Re: soft state (was Re: shim6 and bit errors in data packet headers

Erik Nordmark <erik.nordmark@sun.com> Wed, 11 May 2005 18:15 UTC

Envelope-to: shim6-data@psg.com
Delivery-date: Wed, 11 May 2005 18:16:00 +0000
Message-ID: <42824BD0.90608@sun.com>
Date: Wed, 11 May 2005 11:15:44 -0700
From: Erik Nordmark <erik.nordmark@sun.com>
User-Agent: Mozilla Thunderbird 1.0.2 (X11/20050323)
MIME-Version: 1.0
To: marcelo bagnulo braun <marcelo@it.uc3m.es>
CC: shim6 <shim6@psg.com>
Subject: Re: soft state (was Re: shim6 and bit errors in data packet headers
Content-Type: text/plain; charset="ISO-8859-1"; format="flowed"
Content-Transfer-Encoding: 7bit

marcelo bagnulo braun wrote:

>> Why would we want to couple the state management aspects of shim6 but 
>> the shim6 test protocol? To me any such coupling seems undesirable, 
>> especially since the parameters for the test protocol (how quickly to 
>> detect failures) might be a function of upper layer advise, as well as 
>> upper layer hints of "working" or "not working".
>>
> 
> Well, i guess that the situation when one of the nodes has lost the shim 
> state can be seen as a form of failure and my assumption is that failure 
> detection mechanisms will likely detect it first

But that's a circular argument for including the context state in the 
failure detection mechanism. You are in effect saying that the test 
protocol should test whether the context has been lost on the peer since 
it can be made to test for a lost context on the peer.

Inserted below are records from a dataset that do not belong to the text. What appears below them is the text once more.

use std::env;

fn main() {
	println!("cargo:rerun-if-env-changed=HC_BROWSER_LIB_DIR");

	if env::var_os("CARGO_FEATURE_NATIVE").is_none() {
		return;
	}

	if let Some(dir) = env::var_os("HC_BROWSER_LIB_DIR") {
		println!("cargo:rustc-link-search=native={}", dir.to_string_lossy());
	} else {
		println!(
			"cargo:warning=HC_BROWSER_LIB_DIR is not set; relying on the default linker search path for libhc_browser"
		);
	}
}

FWIW the outline of a test protocol in section 5.4 of 
draft-arkko-multi6dt-failure-detection-00.txt doesn't assume such a 
thing. (But it does assume that B remember something about previously 
received probes, so there are some issues about DoS opportunities.)

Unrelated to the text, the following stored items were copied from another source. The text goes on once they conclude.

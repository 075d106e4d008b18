// Integration tests for command correlation and event dispatch over a fake peer.
//
// Tests cover:
// - Response/event ordering for a navigation
// - Out-of-order responses and concurrent commands
// - Unknown ids, malformed messages, remote errors
// - Bounded sinks under pressure
// - Peer hang-up while commands are pending

mod fake_peer;

use std::collections::HashSet;
use std::sync::Arc;
use std::time::Duration;

use fake_peer::FakePeer;
use hc_protocol::domains::page::{LoadEventFired, Navigate, NavigateParams};
use hc_protocol::domains::runtime::{Evaluate, EvaluateParams};
use hc_runtime::{Command, ConnectionOptions, Error, EventSink};
use serde_json::json;

const WAIT: Duration = Duration::from_secs(5);

#[tokio::test]
async fn test_navigate_then_load_event() {
	let (connection, mut peer) = FakePeer::connect(ConnectionOptions::default());
	let mut loads = connection.subscribe::<LoadEventFired>();

	let navigate = tokio::spawn({
		let connection = Arc::clone(&connection);
		async move {
			connection
				.call::<Navigate>(NavigateParams::new("https://example.com"))
				.await
		}
	});

	let command = peer.next_command().await;
	assert_eq!(command["method"], "Page.navigate");
	assert_eq!(command["params"]["url"], "https://example.com");

	peer.respond(&command["id"], json!({"frameId": "F1", "loaderId": "L1"}))
		.await;
	peer.event("Page.loadEventFired", json!({"timestamp": 1234.5}))
		.await;

	let returns = navigate.await.unwrap().unwrap();
	assert_eq!(returns.frame_id, "F1");

	let load = loads.next_timeout(WAIT).await.unwrap();
	assert_eq!(load.timestamp, 1234.5);
}

#[tokio::test]
async fn test_responses_correlate_by_id_not_order() {
	let (connection, mut peer) = FakePeer::connect(ConnectionOptions::default());

	// Burn ids 1-4 so the interesting commands get 5 and 6.
	for _ in 0..4 {
		let (command, _reply) = Command::with_reply("Page.enable", None);
		connection.send(command).await.unwrap();
		peer.next_command().await;
	}

	let (first, first_reply) = Command::with_reply("Runtime.evaluate", Some(json!({"expression": "1"})));
	let (second, second_reply) = Command::with_reply("Runtime.evaluate", Some(json!({"expression": "2"})));
	assert_eq!(connection.send(first).await.unwrap().0, 5);
	assert_eq!(connection.send(second).await.unwrap().0, 6);
	peer.next_command().await;
	peer.next_command().await;

	peer.respond(&json!(6), json!({"result": {"type": "number", "value": 2}}))
		.await;
	peer.respond(&json!(5), json!({"result": {"type": "number", "value": 1}}))
		.await;

	let first: serde_json::Value = first_reply.await.unwrap().decode().unwrap();
	let second: serde_json::Value = second_reply.await.unwrap().decode().unwrap();
	assert_eq!(first["result"]["value"], 1);
	assert_eq!(second["result"]["value"], 2);
}

#[tokio::test]
async fn test_concurrent_commands_each_get_their_own_response() {
	const N: usize = 64;
	let (connection, mut peer) = FakePeer::connect(ConnectionOptions::default());

	let mut callers = Vec::new();
	for n in 0..N {
		let connection = Arc::clone(&connection);
		callers.push(tokio::spawn(async move {
			let params = EvaluateParams::by_value(format!("{n}"));
			let returns = connection.call::<Evaluate>(params).await?;
			Ok::<_, Error>((n, returns.into_value()))
		}));
	}

	let mut commands = Vec::new();
	let mut ids = HashSet::new();
	for _ in 0..N {
		let command = peer.next_command().await;
		assert!(ids.insert(command["id"].as_u64().unwrap()), "duplicate id");
		commands.push(command);
	}

	// Answer in a scrambled but deterministic order.
	for i in 0..N {
		let command = &commands[(i * 37) % N];
		let expression = command["params"]["expression"].as_str().unwrap();
		let value: u64 = expression.parse().unwrap();
		peer.respond(&command["id"], json!({"result": {"type": "number", "value": value}}))
			.await;
	}

	for caller in callers {
		let (n, value) = caller.await.unwrap().unwrap();
		assert_eq!(value.unwrap(), json!(n));
	}
	assert_eq!(connection.pending_count().await, 0);
}

#[tokio::test]
async fn test_unknown_id_is_dropped() {
	let (connection, mut peer) = FakePeer::connect(ConnectionOptions::default());

	let call = tokio::spawn({
		let connection = Arc::clone(&connection);
		async move { connection.call_raw("Page.enable", None).await }
	});
	let command = peer.next_command().await;

	peer.respond(&json!(999), json!({"bogus": true})).await;
	peer.respond(&command["id"], json!({})).await;

	let result = call.await.unwrap().unwrap();
	assert_eq!(result.get(), "{}");
	assert!(!connection.is_closed());
}

#[tokio::test]
async fn test_malformed_message_is_skipped() {
	let (connection, mut peer) = FakePeer::connect(ConnectionOptions::default());

	let call = tokio::spawn({
		let connection = Arc::clone(&connection);
		async move { connection.call_raw("Page.enable", None).await }
	});
	let command = peer.next_command().await;

	peer.send_raw(b"this is not json".to_vec()).await;
	peer.send_raw(br#"{"id": 0}"#.to_vec()).await;
	peer.respond(&command["id"], json!({"ok": 1})).await;

	assert_eq!(call.await.unwrap().unwrap().get(), r#"{"ok":1}"#);
}

#[tokio::test]
async fn test_remote_errors_surface_to_caller() {
	let (connection, mut peer) = FakePeer::connect(ConnectionOptions::default());

	let detailed = tokio::spawn({
		let connection = Arc::clone(&connection);
		async move {
			connection
				.call::<Navigate>(NavigateParams::new("not a url"))
				.await
		}
	});
	let command = peer.next_command().await;
	peer.send(json!({
		"id": command["id"],
		"error": {"code": -32000, "message": "Cannot navigate to invalid URL"}
	}))
	.await;

	let err = detailed.await.unwrap().unwrap_err();
	let remote = err.remote().expect("remote error");
	assert_eq!(remote.code, -32000);
	assert_eq!(remote.message, "Cannot navigate to invalid URL");

	let bare = tokio::spawn({
		let connection = Arc::clone(&connection);
		async move { connection.call_raw("Page.enable", None).await }
	});
	let command = peer.next_command().await;
	peer.send(json!({"id": command["id"], "error": "Page domain unavailable"}))
		.await;

	let err = bare.await.unwrap().unwrap_err();
	assert_eq!(err.remote().unwrap().message, "Page domain unavailable");
}

#[tokio::test]
async fn test_undecodable_result_is_an_error_not_a_panic() {
	let (connection, mut peer) = FakePeer::connect(ConnectionOptions::default());

	let call = tokio::spawn({
		let connection = Arc::clone(&connection);
		async move {
			connection
				.call::<Navigate>(NavigateParams::new("https://example.com"))
				.await
		}
	});
	let command = peer.next_command().await;
	peer.respond(&command["id"], json!({"frameId": 42})).await;

	let err = call.await.unwrap().unwrap_err();
	assert!(matches!(err, Error::Json(_)), "got: {err:?}");
}

#[tokio::test]
async fn test_full_sink_drops_without_blocking() {
	let (connection, mut peer) = FakePeer::connect(ConnectionOptions::default());
	let mut loads = connection.subscribe_with_capacity::<LoadEventFired>(1);

	peer.event("Page.loadEventFired", json!({"timestamp": 1.0}))
		.await;
	peer.event("Page.loadEventFired", json!({"timestamp": 2.0}))
		.await;

	// The reader keeps serving responses after dropping the second event.
	let call = tokio::spawn({
		let connection = Arc::clone(&connection);
		async move { connection.call_raw("Page.enable", None).await }
	});
	let command = peer.next_command().await;
	peer.respond(&command["id"], json!({})).await;
	call.await.unwrap().unwrap();

	let first = loads.next_timeout(WAIT).await.unwrap();
	assert_eq!(first.timestamp, 1.0);
	let err = loads
		.next_timeout(Duration::from_millis(50))
		.await
		.unwrap_err();
	assert!(err.is_timeout());
}

#[tokio::test]
async fn test_events_without_sinks_do_not_block() {
	let (connection, mut peer) = FakePeer::connect(ConnectionOptions::default());

	for i in 0..500 {
		peer.event("Network.dataReceived", json!({"seq": i})).await;
	}

	let call = tokio::spawn({
		let connection = Arc::clone(&connection);
		async move { connection.call_raw("Page.enable", None).await }
	});
	let command = peer.next_command().await;
	peer.respond(&command["id"], json!({})).await;

	tokio::time::timeout(WAIT, call).await.unwrap().unwrap().unwrap();
}

#[tokio::test]
async fn test_raw_sink_sees_wire_order() {
	let (connection, mut peer) = FakePeer::connect(ConnectionOptions::default());
	let (sink, mut stream) = EventSink::channel(16);
	assert!(connection.add_sink("Runtime.consoleAPICalled", &sink));
	assert!(!connection.add_sink("Runtime.consoleAPICalled", &sink));

	for seq in 0..10 {
		peer.event("Runtime.consoleAPICalled", json!({"seq": seq})).await;
	}
	for seq in 0..10 {
		let event = tokio::time::timeout(WAIT, stream.recv()).await.unwrap().unwrap();
		let params: serde_json::Value = event.params.decode().unwrap();
		assert_eq!(params["seq"], seq);
	}

	assert!(connection.remove_sink("Runtime.consoleAPICalled", &sink));
}

#[tokio::test]
async fn test_peer_hang_up_fails_pending_commands() {
	let (connection, mut peer) = FakePeer::connect(ConnectionOptions::default());
	let mut loads = connection.subscribe::<LoadEventFired>();

	let pending = tokio::spawn({
		let connection = Arc::clone(&connection);
		async move { connection.call_raw("Page.enable", None).await }
	});
	peer.next_command().await;

	peer.hang_up().await;

	let err = tokio::time::timeout(WAIT, pending)
		.await
		.unwrap()
		.unwrap()
		.unwrap_err();
	assert!(err.is_connection_closed(), "got: {err:?}");

	let err = connection.call_raw("Page.enable", None).await.unwrap_err();
	assert!(err.is_connection_closed(), "got: {err:?}");

	assert!(tokio::time::timeout(WAIT, loads.next()).await.unwrap().is_none());
	assert!(connection.is_closed());
	assert_eq!(connection.pending_count().await, 0);
}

> I think that the protocol behaviour would be something like this.
> 
> A communication is established between node A and node B
> Later on, a shim context is created between those two nodes.
> The parameters for that context are:
>   ULIDs: IPA1 and IPB1
>   Locators: for IPA1 (IPA1,...,IPAn)
>             for IPB1 (IPB1,...,IPBm)

And a context tag presumably.

> Suppose that for some reason node B losses the shim context (and only 
> the shim context, i.e. the application and transport state about ongoing 
> communications is preserved)
> 
> I guess that at this point we have several scenarios to consider:
> 
> Scenario a): the communication between A and B is still using IPA1 and 
> IPB1 as locators.
> This scenario has two subcases:
> Scenario a.1) The communication is bidirectional and e.g.
>               TCP is providing ack of the progress of the communication
>               this means that no periodic reachability test
>               nor any other shim signaling is being exchanged.
>               In this scenario, a lost of SHIM context would remain
>               undetected until there is a failure and node A detects it
>               and tries to explore alternative paths. This is so because
>               data packets will carry ULIDs and will be passed successfully
>               to the upper layers. 

If we assume that B (as well as A) will have a heuristic to create shim6 
contexts (e.g. based on having received 50 packets for a locator pair), 
then this heuristic might be trigger and cause B to try to establish a 
context with A, at which point in time A will see that it already has a 
context with B.

> Once that there is a failure, then
>               reachability test packets won't be recognized as belonging
>               to any existent shim context and the problem can be detected.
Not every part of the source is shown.